Le Hezbollah se sentira contraint de donner immédiatement une réponse forte à Israël. Les messages de Nasrallah dans son discours après les attaques donneront une indication sur le cours de la guerre. Certains experts iraniens pensent que, quel que soit le vainqueur des élections de novembre, un accord sera conclu avec les États-Unis. La situation économique de l'Iran a créé une forte pression interne et son refus de répondre aux opérations israéliennes montre qu'il ne peut se permettre d'affronter militairement les Etats-Unis. Le président iranien Pezeshkian, qui n'a pas réagi à l'assassinat de Haniyeh, a menacé de faire payer pour les attentats aux bipeurs, mais il ne serait pas surprenant que cette menace reste rhétorique, du moins pour l'instant. La déclaration de Pezeshkian, juste avant ces attaques, selon laquelle il était ouvert à des négociations nucléaires directes avec les États-Unis, peut être interprétée comme un signe qu'ils attendent les élections américaines.

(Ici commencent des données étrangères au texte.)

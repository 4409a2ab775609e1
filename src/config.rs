use std::time::Duration;

use clap::Parser;
use config::{Config, Environment, File};
use serde::Deserialize;

use crate::session::{DEFAULT_MAX_SESSIONS, DEFAULT_SESSION_TTL};

#[derive(Parser, Debug)]
#[command(author, version, about, long_about = None)]
pub struct Cli {
    /// Config file path
    #[arg(short, long, env = "CONFIG_FILE")]
    pub config: Option<String>,

    /// Address to bind
    #[arg(long, env = "HOST")]
    pub host: Option<String>,

    /// Port to listen on
    #[arg(long, env = "PORT")]
    pub port: Option<u16>,

    /// Directory served under /static
    #[arg(long, env = "STATIC_DIR")]
    pub static_dir: Option<String>,

    /// Show the API key dialog until a key is configured
    #[arg(long, env = "GATE_ENABLED")]
    pub gate_enabled: Option<bool>,

    /// API key for the analysis modules
    #[arg(long, env = "API_KEY", hide_env_values = true)]
    pub api_key: Option<String>,

    /// Seconds a session may sit idle before it is dropped
    #[arg(long, env = "SESSION_TTL_SECS")]
    pub session_ttl_secs: Option<u64>,

    /// Maximum number of live sessions
    #[arg(long, env = "MAX_SESSIONS")]
    pub max_sessions: Option<u64>,

    /// Emit logs as JSON lines
    #[arg(long, env = "LOG_JSON")]
    pub log_json: Option<bool>,
}

#[derive(Debug, Deserialize, Clone)]
pub struct AppConfig {
    pub server: ServerConfig,
    pub gate: GateConfig,
    pub session: SessionConfig,
    pub log: LogConfig,
}

#[derive(Debug, Deserialize, Clone)]
pub struct ServerConfig {
    pub port: u16,
    pub host: String,
    pub static_dir: String,
}

#[derive(Debug, Deserialize, Clone)]
pub struct GateConfig {
    pub enabled: bool,
    #[serde(default)]
    pub api_key: Option<String>,
}

#[derive(Debug, Deserialize, Clone)]
pub struct SessionConfig {
    pub ttl_secs: u64,
    pub max_sessions: usize,
}

impl SessionConfig {
    #[must_use]
    pub fn ttl(&self) -> Duration {
        Duration::from_secs(self.ttl_secs)
    }
}

#[derive(Debug, Deserialize, Clone)]
pub struct LogConfig {
    pub json: bool,
}

impl AppConfig {
    pub fn load() -> Result<Self, config::ConfigError> {
        Self::load_from_args(std::env::args())
    }

    pub fn load_from_args<I, T>(args: I) -> Result<Self, config::ConfigError>
    where
        I: IntoIterator<Item = T>,
        T: Into<std::ffi::OsString> + Clone,
    {
        let cli =
            Cli::try_parse_from(args).map_err(|e| config::ConfigError::Message(e.to_string()))?;

        // Priority: CLI flag (or its env var) > MEDIALENS_* env > config file > defaults.
        let mut builder = Config::builder()
            .set_default("server.port", 3000)?
            .set_default("server.host", "127.0.0.1")?
            .set_default("server.static_dir", "static")?
            .set_default("gate.enabled", true)?
            .set_default("session.ttl_secs", DEFAULT_SESSION_TTL.as_secs())?
            .set_default("session.max_sessions", DEFAULT_MAX_SESSIONS as u64)?
            .set_default("log.json", false)?;

        builder = match &cli.config {
            Some(path) => builder.add_source(File::with_name(path)),
            None => builder.add_source(File::with_name("config").required(false)),
        };

        // E.g. MEDIALENS_SERVER__PORT=8000
        builder = builder.add_source(
            Environment::with_prefix("MEDIALENS")
                .separator("__")
                .try_parsing(true),
        );

        if let Some(host) = cli.host {
            builder = builder.set_override("server.host", host)?;
        }
        if let Some(port) = cli.port {
            builder = builder.set_override("server.port", i64::from(port))?;
        }
        if let Some(dir) = cli.static_dir {
            builder = builder.set_override("server.static_dir", dir)?;
        }
        if let Some(enabled) = cli.gate_enabled {
            builder = builder.set_override("gate.enabled", enabled)?;
        }
        if let Some(key) = cli.api_key {
            builder = builder.set_override("gate.api_key", key)?;
        }
        if let Some(secs) = cli.session_ttl_secs {
            builder = builder.set_override("session.ttl_secs", secs)?;
        }
        if let Some(max) = cli.max_sessions {
            builder = builder.set_override("session.max_sessions", max)?;
        }
        if let Some(json) = cli.log_json {
            builder = builder.set_override("log.json", json)?;
        }

        builder.build()?.try_deserialize()
    }

    /// `host:port` to bind.
    #[must_use]
    pub fn bind_addr(&self) -> String {
        format!("{}:{}", self.server.host, self.server.port)
    }
}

Les attaques israéliennes contre les bipeurs et les radios violent le droit international et ces méthodes, qui ne font pas de distinction entre les soldats et les civils, constituent des crimes de guerre. Bien entendu, Israël évitera toute responsabilité juridique en ne revendiquant pas ces opérations. Le Conseil de sécurité des Nations unies se réunira vendredi pour discuter de l'attaque, mais le droit de veto des États-Unis garantit qu'aucune résolution significative ne sera adoptée contre Israël. Au-delà des demandes d'enquête sur l'attaque et de désescalade des tensions, aucune résolution n'est attendue. Bien sûr, les États-Unis et l'Europe sont beaucoup plus sensibles aux allégations de crimes de guerre contre d'autres acteurs, mais il n'est pas difficile de prédire que le traditionnel double standard continuera à s'appliquer à la faveur d’Israël.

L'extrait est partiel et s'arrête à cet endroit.